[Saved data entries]
⁂
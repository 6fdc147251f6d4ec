//! Embedding provider trait.
//!
//! Implementations live in `murmur-runtime`; the memory substrate only sees
//! this trait.

use crate::error::MurmurError;
use async_trait::async_trait;

/// Error type for embedding operations.
#[derive(Debug, thiserror::Error)]
pub enum EmbeddingError {
    #[error("HTTP error: {0}")]
    Http(String),
    #[error("API error (status {status}): {message}")]
    Api { status: u16, message: String },
    #[error("Parse error: {0}")]
    Parse(String),
    #[error("Missing API key: {0}")]
    MissingApiKey(String),
    #[error("Embedding driver unavailable: {0}")]
    Unavailable(String),
}

impl From<EmbeddingError> for MurmurError {
    fn from(e: EmbeddingError) -> Self {
        MurmurError::Embedding(e.to_string())
    }
}

/// Trait for computing text embeddings.
#[async_trait]
pub trait EmbeddingDriver: Send + Sync {
    /// Compute embedding vectors for a batch of texts.
    async fn embed(&self, texts: &[&str]) -> Result<Vec<Vec<f32>>, EmbeddingError>;

    /// Compute embedding for a single text.
    async fn embed_one(&self, text: &str) -> Result<Vec<f32>, EmbeddingError> {
        let results = self.embed(&[text]).await?;
        results
            .into_iter()
            .next()
            .ok_or_else(|| EmbeddingError::Parse("Empty embedding response".to_string()))
    }

    /// Return the dimensionality of embeddings produced by this driver.
    fn dimensions(&self) -> usize;
}
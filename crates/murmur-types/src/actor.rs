//! Actor identity.

use serde::{Deserialize, Serialize};

/// The social persona a memory belongs to (e.g. the account handle).
#[derive(Debug, Clone, PartialEq, Eq, Hash, PartialOrd, Ord, Serialize, Deserialize)]
pub struct ActorId(pub String);

impl ActorId {
    /// Create an actor id from a handle. Leading `@` is stripped.
    pub fn new(handle: impl Into<String>) -> Self {
        let handle = handle.into();
        match handle.strip_prefix('@') {
            Some(rest) => Self(rest.to_string()),
            None => Self(handle),
        }
    }

    /// Borrow the handle.
    pub fn as_str(&self) -> &str {
        &self.0
    }
}

impl std::fmt::Display for ActorId {
    fn fmt(&self, f: &mut std::fmt::Formatter<'_>) -> std::fmt::Result {
        f.write_str(&self.0)
    }
}

/// Canonical form of a platform handle: trimmed, no leading `@`, lowercase.
/// Used to key per-user data so `@Grogu` and `grogu` are the same user.
pub fn normalize_handle(handle: &str) -> String {
    let trimmed = handle.trim();
    trimmed
        .strip_prefix('@')
        .unwrap_or(trimmed)
        .to_lowercase()
}

impl From<&str> for ActorId {
    fn from(s: &str) -> Self {
        Self::new(s)
    }
}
⁂
Print the records again, exactly as they stand above.

repository 6fdc147251f6d4ec
//! Embedding provider trait.
//!
//! Implementations live in `murmur-runtime`; the memory substrate only sees
//! this trait.

use crate::error::MurmurError;
use async_trait::async_trait;

/// Error type for embedding operations.
#[derive(Debug, thiserror::Error)]
pub enum EmbeddingError {
    #[error("HTTP error: {0}")]
    Http(String),
    #[error("API error (status {status}): {message}")]
    Api { status: u16, message: String },
    #[error("Parse error: {0}")]
    Parse(String),
    #[error("Missing API key: {0}")]
    MissingApiKey(String),
    #[error("Embedding driver unavailable: {0}")]
    Unavailable(String),
}

impl From<EmbeddingError> for MurmurError {
    fn from(e: EmbeddingError) -> Self {
        MurmurError::Embedding(e.to_string())
    }
}

/// Trait for computing text embeddings.
#[async_trait]
pub trait EmbeddingDriver: Send + Sync {
    /// Compute embedding vectors for a batch of texts.
    async fn embed(&self, texts: &[&str]) -> Result<Vec<Vec<f32>>, EmbeddingError>;

    /// Compute embedding for a single text.
    async fn embed_one(&self, text: &str) -> Result<Vec<f32>, EmbeddingError> {
        let results = self.embed(&[text]).await?;
        results
            .into_iter()
            .next()
            .ok_or_else(|| EmbeddingError::Parse("Empty embedding response".to_string()))
    }

    /// Return the dimensionality of embeddings produced by this driver.
    fn dimensions(&self) -> usize;
}
filename crates/murmur-types/src/actor.rs
//! Actor identity.

use serde::{Deserialize, Serialize};

/// The social persona a memory belongs to (e.g. the account handle).
#[derive(Debug, Clone, PartialEq, Eq, Hash, PartialOrd, Ord, Serialize, Deserialize)]
pub struct ActorId(pub String);

impl ActorId {
    /// Create an actor id from a handle. Leading `@` is stripped.
    pub fn new(handle: impl Into<String>) -> Self {
        let handle = handle.into();
        match handle.strip_prefix('@') {
            Some(rest) => Self(rest.to_string()),
            None => Self(handle),
        }
    }

    /// Borrow the handle.
    pub fn as_str(&self) -> &str {
        &self.0
    }
}

impl std::fmt::Display for ActorId {
    fn fmt(&self, f: &mut std::fmt::Formatter<'_>) -> std::fmt::Result {
        f.write_str(&self.0)
    }
}

/// Canonical form of a platform handle: trimmed, no leading `@`, lowercase.
/// Used to key per-user data so `@Grogu` and `grogu` are the same user.
pub fn normalize_handle(handle: &str) -> String {
    let trimmed = handle.trim();
    trimmed
        .strip_prefix('@')
        .unwrap_or(trimmed)
        .to_lowercase()
}

impl From<&str> for ActorId {
    fn from(s: &str) -> Self {
        Self::new(s)
    }
}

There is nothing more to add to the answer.